§ EXERCISE OBJECTIVE:
Each entry below is to be transcribed exactly.

§ INPUT DATA:

::::

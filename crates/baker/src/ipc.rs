//! JSON-lines protocol between `glcv bake --isolated` and `glcv worker`.
//!
//! The parent writes [`WorkerCommand`]s to the worker's stdin, one per
//! line, and reads [`WorkerEvent`]s from its stdout. Logs go to stderr.

use std::io::{BufRead, Write};
use std::sync::{Arc, Mutex, PoisonError};

use glcv_codec::CodecBackend;
use glcv_common::config::BakeDefaults;
use glcv_common::error::GlcvResult;
use serde::{Deserialize, Serialize};

use crate::baker::{BakeReport, Baker, Cancellable};
use crate::progress::{BakeProgress, ProgressPublisher};
use crate::request::BakeRequest;

#[derive(Debug, Clone, PartialEq, Serialize, Deserialize)]
#[serde(tag = "command", rename_all = "snake_case")]
pub enum WorkerCommand {
    Start { request: Box<BakeRequest> },
    Cancel,
}

#[derive(Debug, Clone, PartialEq, Serialize, Deserialize)]
#[serde(tag = "event", rename_all = "snake_case")]
pub enum WorkerEvent {
    Progress(BakeProgress),
    Finished { report: BakeReport },
    Failed { message: String },
}

/// One protocol message as a single line, without the newline.
pub fn encode_line<T: Serialize>(message: &T) -> GlcvResult<String> {
    Ok(serde_json::to_string(message)?)
}

pub fn parse_command(line: &str) -> GlcvResult<WorkerCommand> {
    Ok(serde_json::from_str(line.trim())?)
}

pub fn parse_event(line: &str) -> GlcvResult<WorkerEvent> {
    Ok(serde_json::from_str(line.trim())?)
}

/// Serializes events onto a shared line-oriented writer.
#[derive(Clone)]
pub struct EventWriter {
    out: Arc<Mutex<Box<dyn Write + Send>>>,
}

impl EventWriter {
    pub fn new(out: Box<dyn Write + Send>) -> Self {
        Self {
            out: Arc::new(Mutex::new(out)),
        }
    }

    pub fn stdout() -> Self {
        Self::new(Box::new(std::io::stdout()))
    }

    pub fn send(&self, event: &WorkerEvent) -> GlcvResult<()> {
        let line = encode_line(event)?;
        let mut out = self.out.lock().unwrap_or_else(PoisonError::into_inner);
        writeln!(out, "{line}")?;
        out.flush()?;
        Ok(())
    }
}

impl ProgressPublisher for EventWriter {
    fn publish(&self, progress: BakeProgress) {
        if let Err(e) = self.send(&WorkerEvent::Progress(progress)) {
            tracing::warn!(error = %e, "Failed to write progress event");
        }
    }
}

/// Worker side of the protocol.
///
/// Waits for `start`, runs the bake, forwards progress, and ends with one
/// `finished` or `failed` event. A `cancel` line stops the bake; so does
/// the end of `input` when `cancel_on_eof` is set.
pub fn run_worker<R>(
    mut input: R,
    events: EventWriter,
    backend: Arc<dyn CodecBackend>,
    defaults: &BakeDefaults,
    cancel_on_eof: bool,
) -> GlcvResult<()>
where
    R: BufRead + Send + 'static,
{
    let request = loop {
        let mut line = String::new();
        if input.read_line(&mut line)? == 0 {
            tracing::info!("Input closed before start");
            return Ok(());
        }
        if line.trim().is_empty() {
            continue;
        }
        match parse_command(&line) {
            Ok(WorkerCommand::Start { request }) => break *request,
            Ok(WorkerCommand::Cancel) => {
                tracing::info!("Cancelled before start");
                return Ok(());
            }
            Err(e) => {
                tracing::warn!(error = %e, "Ignoring malformed command");
            }
        }
    };

    let handle = match Baker::bake_with_defaults(
        request,
        backend,
        Box::new(events.clone()),
        defaults,
    ) {
        Ok(handle) => handle,
        Err(e) => {
            events.send(&WorkerEvent::Failed {
                message: e.to_string(),
            })?;
            return Err(e);
        }
    };

    let canceller = handle.canceller();
    std::thread::Builder::new()
        .name("worker-stdin".to_string())
        .spawn(move || {
            for line in input.lines() {
                let Ok(line) = line else {
                    break;
                };
                if line.trim().is_empty() {
                    continue;
                }
                match parse_command(&line) {
                    Ok(WorkerCommand::Cancel) => {
                        canceller.cancel();
                        return;
                    }
                    Ok(WorkerCommand::Start { .. }) => {
                        tracing::warn!("Worker already baking; start ignored");
                    }
                    Err(e) => tracing::warn!(error = %e, "Ignoring malformed command"),
                }
            }
            if cancel_on_eof {
                tracing::info!("Input closed; cancelling bake");
                canceller.cancel();
            }
        })?;

    match handle.join() {
        Ok(report) => events.send(&WorkerEvent::Finished { report }),
        Err(e) => {
            events.send(&WorkerEvent::Failed {
                message: e.to_string(),
            })?;
            Err(e)
        }
    }
}

#[cfg(test)]
mod tests {
    use super::*;

    #[test]
    fn test_command_wire_format() {
        assert_eq!(
            parse_command(r#"{"command":"cancel"}"#).unwrap(),
            WorkerCommand::Cancel
        );
        let line = r#"{"command":"start","request":{"template":{"aspect_ratio":1.0,"units":[]},"output_path":"o.mp4"}}"#;
        let WorkerCommand::Start { request } = parse_command(line).unwrap() else {
            panic!("expected start");
        };
        assert_eq!(request.output_path.to_str(), Some("o.mp4"));
    }

    #[test]
    fn test_event_wire_format() {
        let line = encode_line(&WorkerEvent::Progress(BakeProgress::video(0.5, false))).unwrap();
        assert_eq!(
            line,
            r#"{"event":"progress","target":"video","progress":0.5,"completed":false}"#
        );
        let failed = encode_line(&WorkerEvent::Failed {
            message: "boom".into(),
        })
        .unwrap();
        assert_eq!(failed, r#"{"event":"failed","message":"boom"}"#);
    }
}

::::

§ ANSWER TO THIS TASK:
filename crates/baker/src/ipc.rs
//! JSON-lines protocol between `glcv bake --isolated` and `glcv worker`.
//!
//! The parent writes [`WorkerCommand`]s to the worker's stdin, one per
//! line, and reads [`WorkerEvent`]s from its stdout. Logs go to stderr.

use std::io::{BufRead, Write};
use std::sync::{Arc, Mutex, PoisonError};

use glcv_codec::CodecBackend;
use glcv_common::config::BakeDefaults;
use glcv_common::error::GlcvResult;
use serde::{Deserialize, Serialize};

use crate::baker::{BakeReport, Baker, Cancellable};
use crate::progress::{BakeProgress, ProgressPublisher};
use crate::request::BakeRequest;

#[derive(Debug, Clone, PartialEq, Serialize, Deserialize)]
#[serde(tag = "command", rename_all = "snake_case")]
pub enum WorkerCommand {
    Start { request: Box<BakeRequest> },
    Cancel,
}

#[derive(Debug, Clone, PartialEq, Serialize, Deserialize)]
#[serde(tag = "event", rename_all = "snake_case")]
pub enum WorkerEvent {
    Progress(BakeProgress),
    Finished { report: BakeReport },
    Failed { message: String },
}

/// One protocol message as a single line, without the newline.
pub fn encode_line<T: Serialize>(message: &T) -> GlcvResult<String> {
    Ok(serde_json::to_string(message)?)
}

pub fn parse_command(line: &str) -> GlcvResult<WorkerCommand> {
    Ok(serde_json::from_str(line.trim())?)
}

pub fn parse_event(line: &str) -> GlcvResult<WorkerEvent> {
    Ok(serde_json::from_str(line.trim())?)
}

/// Serializes events onto a shared line-oriented writer.
#[derive(Clone)]
pub struct EventWriter {
    out: Arc<Mutex<Box<dyn Write + Send>>>,
}

impl EventWriter {
    pub fn new(out: Box<dyn Write + Send>) -> Self {
        Self {
            out: Arc::new(Mutex::new(out)),
        }
    }

    pub fn stdout() -> Self {
        Self::new(Box::new(std::io::stdout()))
    }

    pub fn send(&self, event: &WorkerEvent) -> GlcvResult<()> {
        let line = encode_line(event)?;
        let mut out = self.out.lock().unwrap_or_else(PoisonError::into_inner);
        writeln!(out, "{line}")?;
        out.flush()?;
        Ok(())
    }
}

impl ProgressPublisher for EventWriter {
    fn publish(&self, progress: BakeProgress) {
        if let Err(e) = self.send(&WorkerEvent::Progress(progress)) {
            tracing::warn!(error = %e, "Failed to write progress event");
        }
    }
}

/// Worker side of the protocol.
///
/// Waits for `start`, runs the bake, forwards progress, and ends with one
/// `finished` or `failed` event. A `cancel` line stops the bake; so does
/// the end of `input` when `cancel_on_eof` is set.
pub fn run_worker<R>(
    mut input: R,
    events: EventWriter,
    backend: Arc<dyn CodecBackend>,
    defaults: &BakeDefaults,
    cancel_on_eof: bool,
) -> GlcvResult<()>
where
    R: BufRead + Send + 'static,
{
    let request = loop {
        let mut line = String::new();
        if input.read_line(&mut line)? == 0 {
            tracing::info!("Input closed before start");
            return Ok(());
        }
        if line.trim().is_empty() {
            continue;
        }
        match parse_command(&line) {
            Ok(WorkerCommand::Start { request }) => break *request,
            Ok(WorkerCommand::Cancel) => {
                tracing::info!("Cancelled before start");
                return Ok(());
            }
            Err(e) => {
                tracing::warn!(error = %e, "Ignoring malformed command");
            }
        }
    };

    let handle = match Baker::bake_with_defaults(
        request,
        backend,
        Box::new(events.clone()),
        defaults,
    ) {
        Ok(handle) => handle,
        Err(e) => {
            events.send(&WorkerEvent::Failed {
                message: e.to_string(),
            })?;
            return Err(e);
        }
    };

    let canceller = handle.canceller();
    std::thread::Builder::new()
        .name("worker-stdin".to_string())
        .spawn(move || {
            for line in input.lines() {
                let Ok(line) = line else {
                    break;
                };
                if line.trim().is_empty() {
                    continue;
                }
                match parse_command(&line) {
                    Ok(WorkerCommand::Cancel) => {
                        canceller.cancel();
                        return;
                    }
                    Ok(WorkerCommand::Start { .. }) => {
                        tracing::warn!("Worker already baking; start ignored");
                    }
                    Err(e) => tracing::warn!(error = %e, "Ignoring malformed command"),
                }
            }
            if cancel_on_eof {
                tracing::info!("Input closed; cancelling bake");
                canceller.cancel();
            }
        })?;

    match handle.join() {
        Ok(report) => events.send(&WorkerEvent::Finished { report }),
        Err(e) => {
            events.send(&WorkerEvent::Failed {
                message: e.to_string(),
            })?;
            Err(e)
        }
    }
}

#[cfg(test)]
mod tests {
    use super::*;

    #[test]
    fn test_command_wire_format() {
        assert_eq!(
            parse_command(r#"{"command":"cancel"}"#).unwrap(),
            WorkerCommand::Cancel
        );
        let line = r#"{"command":"start","request":{"template":{"aspect_ratio":1.0,"units":[]},"output_path":"o.mp4"}}"#;
        let WorkerCommand::Start { request } = parse_command(line).unwrap() else {
            panic!("expected start");
        };
        assert_eq!(request.output_path.to_str(), Some("o.mp4"));
    }

    #[test]
    fn test_event_wire_format() {
        let line = encode_line(&WorkerEvent::Progress(BakeProgress::video(0.5, false))).unwrap();
        assert_eq!(
            line,
            r#"{"event":"progress","target":"video","progress":0.5,"completed":false}"#
        );
        let failed = encode_line(&WorkerEvent::Failed {
            message: "boom".into(),
        })
        .unwrap();
        assert_eq!(failed, r#"{"event":"failed","message":"boom"}"#);
    }
}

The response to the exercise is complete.